Question: What are the legal obligations of the Body Corporate to enforce the by-laws and what can be done to get the Body Corporate to act within those legal obligations?

My Body Corporate is a standard module. My Neighbour breached a by-law. I issued a form 1 to the Body Corporate and the Body Corporate followed up a form 10 and 11 to the accused with 14 days to comply. 14 days passed, and the accused continued with the by-law breach.

1 month on from the issuing of the contravention notices the accused was still breaching the by law.

The Body Corporate committee held a committee meeting with this item on the agenda. At the meeting, the committee acknowledged the breach was continuing and stated they were not prepared to spend Body Corporate money to progress the case through BCCM.

What are the legal obligations of the Body Corporate to enforce the by-laws and what can be done to get the Body Corporate to act within those legal obligations?

Answer: Legislation requires that the body corporate must (not may) enforce its by-laws.

While I appreciate the body corporate’s desire to save money – after all, that is money that you will foot, as part of your levies – frankly it doesn’t have a choice. Legislation requires that the body corporate must (not may) enforce its by-laws. In this case, it appears the committee has agreed there is evidence of the breach, so it must enforce.

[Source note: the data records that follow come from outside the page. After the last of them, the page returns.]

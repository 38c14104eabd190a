//! Workflow engine: drives the node state machine to completion.
//!
//! The engine is a trampoline. Each iteration executes one node, merges its
//! partial update into the state, and asks the edge function where to go
//! next. A hop ceiling bounds the loop.

use std::sync::Arc;

use arag_core::{AppError, AppResult, WorkflowSettings};
use arag_knowledge::{web_evidence, EvidenceChunk, EvidenceStore, WebSearcher};
use futures::stream::{self, Stream};
use serde::Serialize;
use tracing::{info, info_span, warn, Instrument, Span};
use uuid::Uuid;

use crate::edges;
use crate::expander::{expand_question, retrieve_union, rewrite_question};
use crate::generator::generate_answer;
use crate::grading::{filter_relevant, grade_generation};
use crate::node::{Node, Transition};
use crate::prompting::PromptRunner;
use crate::router::route_question;
use crate::state::{Answer, Message, Route, StateUpdate, WorkflowState};

/// Number of web results folded into the web evidence chunk by default.
const DEFAULT_WEB_RESULTS: usize = 3;

/// State after a node ran.
#[derive(Debug, Clone)]
pub struct Step {
    pub node: Node,
    pub state: WorkflowState,
}

/// How a run ended.
#[derive(Debug, Clone, Copy, PartialEq, Eq, Serialize)]
#[serde(rename_all = "snake_case")]
pub enum Termination {
    /// The answer was accepted by the graders or the direct path
    Accepted,
    /// The loop stopped before acceptance, at the hop ceiling or because
    /// the question could not be rewritten; the answer is best effort
    HopLimit,
}

/// Final result of one run.
#[derive(Debug, Clone, Serialize)]
pub struct WorkflowOutcome {
    pub answer: Answer,

    /// Evidence the answer was generated from
    pub evidence: Vec<EvidenceChunk>,

    pub route: Route,
    pub question: String,
    pub hops: u32,
    pub termination: Termination,
}

/// Event emitted by a streaming run.
#[derive(Debug, Clone)]
pub enum WorkflowEvent {
    Progress { node: Node, status: String },
    Finished(WorkflowOutcome),
}

/// The adaptive retrieval-and-generation control loop.
pub struct WorkflowEngine {
    runner: PromptRunner,
    store: Arc<EvidenceStore>,
    web: Option<Arc<dyn WebSearcher>>,
    settings: WorkflowSettings,
    web_results: usize,
}

impl WorkflowEngine {
    pub fn new(runner: PromptRunner, store: Arc<EvidenceStore>, settings: WorkflowSettings) -> Self {
        Self {
            runner,
            store,
            web: None,
            settings,
            web_results: DEFAULT_WEB_RESULTS,
        }
    }

    /// Enable the web search route.
    pub fn with_web_search(mut self, searcher: Arc<dyn WebSearcher>, max_results: usize) -> Self {
        self.web = Some(searcher);
        self.web_results = max_results.max(1);
        self
    }

    /// Run to completion and return the accepted (or best-effort) answer.
    pub async fn run(&self, question: &str, history: Vec<Message>) -> AppResult<WorkflowOutcome> {
        let mut run = Run::new(self, question, history);
        while run.advance().await?.is_some() {}
        run.into_outcome()
    }

    /// Lazy sequence of node executions with the state after each.
    ///
    /// Single pass; issue a new call to restart.
    pub fn steps(
        &self,
        question: &str,
        history: Vec<Message>,
    ) -> impl Stream<Item = AppResult<Step>> + '_ {
        let run = Run::new(self, question, history);
        stream::try_unfold(run, |mut run| async move {
            let step = run.advance().await?;
            Ok::<_, AppError>(step.map(|step| (step, run)))
        })
    }

    /// Progress events followed by exactly one `Finished` event.
    ///
    /// Consecutive executions of the same node produce one progress event.
    pub fn run_streaming(
        &self,
        question: &str,
        history: Vec<Message>,
    ) -> impl Stream<Item = AppResult<WorkflowEvent>> + '_ {
        let run = Run::new(self, question, history);
        stream::try_unfold(Some((run, None::<Node>)), |cursor| async move {
            let Some((mut run, mut last)) = cursor else {
                return Ok::<_, AppError>(None);
            };

            loop {
                match run.advance().await? {
                    Some(step) if last == Some(step.node) => continue,
                    Some(step) => {
                        last = Some(step.node);
                        if let Some(status) = step.node.status_message() {
                            let event = WorkflowEvent::Progress {
                                node: step.node,
                                status: status.to_string(),
                            };
                            return Ok(Some((event, Some((run, last)))));
                        }
                    }
                    None => {
                        let outcome = run.into_outcome()?;
                        return Ok(Some((WorkflowEvent::Finished(outcome), None)));
                    }
                }
            }
        })
    }

    /// Execute one node against the current state.
    async fn execute(&self, node: Node, state: &WorkflowState) -> AppResult<StateUpdate> {
        info!("---{}---", node.name().to_uppercase());

        match node {
            Node::Route => {
                let route = route_question(&self.runner, &state.question, &self.store.topic_hint())
                    .await
                    .map_err(AppError::into_generation)?;
                Ok(StateUpdate::route(route))
            }

            Node::Retrieve => {
                let queries = expand_question(
                    &self.runner,
                    &state.question,
                    self.settings.fan_out_queries as usize,
                )
                .await
                .map_err(AppError::into_generation)?;
                let evidence =
                    retrieve_union(&self.store, &queries, self.settings.top_k as usize).await?;
                Ok(StateUpdate::evidence(evidence))
            }

            Node::GradeDocuments => {
                let relevant = filter_relevant(&self.runner, &state.question, state.evidence.clone())
                    .await
                    .map_err(AppError::into_generation)?;
                info!(
                    "{} of {} chunks relevant",
                    relevant.len(),
                    state.evidence.len()
                );
                Ok(StateUpdate::evidence(relevant))
            }

            Node::WebSearch => {
                let searcher = self.web.as_ref().ok_or_else(|| {
                    AppError::Retrieval("Web search is not configured".to_string())
                })?;
                let chunk = web_evidence(searcher.as_ref(), &state.question, self.web_results)
                    .await
                    .map_err(|e| match e {
                        e @ AppError::Retrieval(_) => e,
                        other => AppError::Retrieval(other.to_string()),
                    })?;
                Ok(StateUpdate::evidence(vec![chunk]))
            }

            Node::Generate => {
                let answer = self.draft(state).await?;
                let grade =
                    grade_generation(&self.runner, &state.question, &state.evidence, &answer.text)
                        .await
                        .map_err(AppError::into_generation)?;
                Ok(StateUpdate::answer(answer, Some(grade)))
            }

            Node::TransformQuery => {
                let question = rewrite_question(
                    &self.runner,
                    &state.question,
                    self.settings.max_parse_attempts,
                )
                .await
                .map_err(AppError::into_generation)?;
                Ok(StateUpdate::question(question))
            }
        }
    }

    async fn draft(&self, state: &WorkflowState) -> AppResult<Answer> {
        generate_answer(
            &self.runner,
            &state.question,
            &state.evidence,
            &state.history,
            self.settings.history_turns as usize,
        )
        .await
        .map_err(AppError::into_generation)
    }
}

/// One in-flight execution: owns its state exclusively.
struct Run<'a> {
    engine: &'a WorkflowEngine,
    state: WorkflowState,
    next: Option<Node>,
    hops: u32,
    termination: Option<Termination>,
    span: Span,
}

impl<'a> Run<'a> {
    fn new(engine: &'a WorkflowEngine, question: &str, history: Vec<Message>) -> Self {
        let span = info_span!("workflow", run_id = %Uuid::new_v4());
        Self {
            engine,
            state: WorkflowState::new(question, history),
            next: Some(Node::Route),
            hops: 0,
            termination: None,
            span,
        }
    }

    /// Execute the next node; `None` once the run has terminated.
    async fn advance(&mut self) -> AppResult<Option<Step>> {
        let span = self.span.clone();
        self.advance_inner().instrument(span).await
    }

    async fn advance_inner(&mut self) -> AppResult<Option<Step>> {
        let Some(node) = self.next else {
            return Ok(None);
        };

        if self.hops >= self.engine.settings.max_hops {
            warn!(
                hops = self.hops,
                "Hop limit reached before acceptance, returning best-effort answer"
            );
            self.next = None;
            self.termination = Some(Termination::HopLimit);

            if self.state.answer.is_none() {
                // Freshly retrieved evidence has not been filtered yet
                if node == Node::GradeDocuments {
                    let update = self.engine.execute(Node::GradeDocuments, &self.state).await?;
                    self.state.apply(update);
                }

                // Final ungraded generation from the vetted evidence
                let answer = self.engine.draft(&self.state).await?;
                self.state.apply(StateUpdate::answer(answer, None));
                return Ok(Some(self.step(Node::Generate)));
            }
            return Ok(None);
        }

        self.hops += 1;
        let update = match self.engine.execute(node, &self.state).await {
            Ok(update) => update,
            Err(AppError::Generation(reason))
                if node == Node::TransformQuery && self.state.answer.is_some() =>
            {
                warn!(
                    "Query rewrite failed, returning best-effort answer: {}",
                    reason
                );
                self.next = None;
                self.termination = Some(Termination::HopLimit);
                return Ok(None);
            }
            Err(e) => return Err(e),
        };
        self.state.apply(update);

        match edges::next(node, &self.state) {
            Transition::To(next) => self.next = Some(next),
            Transition::Done => {
                info!(hops = self.hops, "---DONE---");
                self.next = None;
                self.termination = Some(Termination::Accepted);
            }
        }

        Ok(Some(self.step(node)))
    }

    fn step(&self, node: Node) -> Step {
        Step {
            node,
            state: self.state.clone(),
        }
    }

    fn into_outcome(self) -> AppResult<WorkflowOutcome> {
        let answer = self
            .state
            .answer
            .ok_or_else(|| AppError::Generation("Workflow ended without an answer".to_string()))?;

        Ok(WorkflowOutcome {
            answer,
            evidence: self.state.answer_evidence,
            route: self.state.route.unwrap_or(Route::Direct),
            question: self.state.question,
            hops: self.hops,
            termination: self.termination.unwrap_or(Termination::HopLimit),
        })
    }
}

Given it has apparently decided not to, you have two options. You can either dispute their decision to not enforce, or you can enforce the breach directly against the accused. Both options will end up in my former Office (The Commissioner’s Office). On the latter option, there are a few steps you firstly need to undertake (e.g., you must try and resolve the matter with them directly).

You need to be aware also that it will take several (many) months for the outcome to be decided. With that in mind, and what I’ve said above about cost and process, I think it is not a bad idea to reflect upon the by-law breach and the impact it is having upon you. In other words: is it going to be worth your effort? Sorry to put it in such pessimistic terms, I am only trying to be practical.

If one of your aims is to hold the body corporate committee accountable for not pursuing this, then the best you could hope for would be that if this goes to adjudication, the adjudicator makes an adverse finding against the committee for their (apparent) inaction, as happened in the recent, high-profile smoking decision in Queensland. That said, there’s no punishment, fine, sanction or penalty which applies, other than the fact that adverse finding is on the public record. I’m not sure how that would help you though.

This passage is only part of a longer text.